Characterization of a GAGG detector for neutron measurements in underground laboratories

In rare events experiments, such as those devoted to the direct search of dark matter, a precise knowledge of the environmental gamma and neutron backgrounds is crucial for reaching the design experiment sensitivity. The neutron component is often poorly known due to the lack of a scalable detector technology for the precise measurement of low-flux neutron spectra. Gd$_3$Al$_2$Ga$_3$O$_{12}$ (GAGG) is a newly developed, high-density scintillating crystal with a high gadolinium content, which could allow to exploit the high $(n,\gamma)$ cross section of $^{155}$Gd and $^{157}$Gd for neutron measurements in underground environments.

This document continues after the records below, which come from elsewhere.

//! Trait definitions for the gateway's external collaborators.

use async_trait::async_trait;
use serde::{Deserialize, Serialize};
use tollgate_core::{Account, OperationRecord, Plan, TenantId};
use tollgate_error::TollgateResult;

/// Persistent keyed storage of one [`Account`] per tenant.
///
/// Implementations own the `version` field: `insert` stores version 1,
/// every successful `update` increments it, and the returned account always
/// carries the stored version.
#[async_trait]
pub trait AccountStore: Send + Sync {
    /// Look up a tenant's account. `Ok(None)` means the tenant is unknown.
    async fn get(&self, tenant: &TenantId) -> TollgateResult<Option<Account>>;

    /// Insert a new account, failing with `AlreadyExists` if one is stored.
    async fn insert(&self, account: &Account) -> TollgateResult<Account>;

    /// Replace the stored account if its version still equals
    /// `account.version`, failing with `VersionConflict` otherwise.
    async fn update(&self, account: &Account) -> TollgateResult<Account>;

    /// Backend name for logging (e.g., "memory", "filesystem").
    fn backend_name(&self) -> &'static str;
}

/// Subscription created by the billing provider, awaiting confirmation.
#[derive(Debug, Clone, PartialEq, Eq, Serialize, Deserialize)]
pub struct SubscriptionHandle {
    /// Opaque billing reference stored as the account's `subscription_ref`
    pub external_ref: String,
    /// Where the merchant approves the charge
    pub confirmation_url: Option<String>,
}

/// External billing platform.
#[async_trait]
pub trait BillingProvider: Send + Sync {
    /// Name of the tenant's active subscription, `None` when nothing is active.
    async fn active_subscription(&self, tenant: &TenantId) -> TollgateResult<Option<String>>;

    /// Start a paid subscription for `tier`.
    async fn create_subscription(
        &self,
        tenant: &TenantId,
        tier: Plan,
    ) -> TollgateResult<SubscriptionHandle>;

    /// Cancel the subscription identified by `external_ref`.
    async fn cancel_subscription(&self, external_ref: &str) -> TollgateResult<()>;
}

/// Audit sink for metered operation outcomes.
#[async_trait]
pub trait OperationJournal: Send + Sync {
    /// Append one record.
    async fn record(&self, record: OperationRecord) -> TollgateResult<()>;
}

GAGG crystals feature a high scintillation light yield, good timing performance, and the capability of particle identification via pulse-shape discrimination. In a low-background environment, the distinctive signature produced by neutron capture on gadolinium, namely a $\beta/\gamma$ cascade releasing up to 9 MeV of total energy, and the efficient particle identification provided by GAGG could yield a background-free neutron capture signal. In this work, we present the characterization of a first GAGG detector prototype in terms of particle discrimination performance, intrinsic radioactive contamination, and neutron response.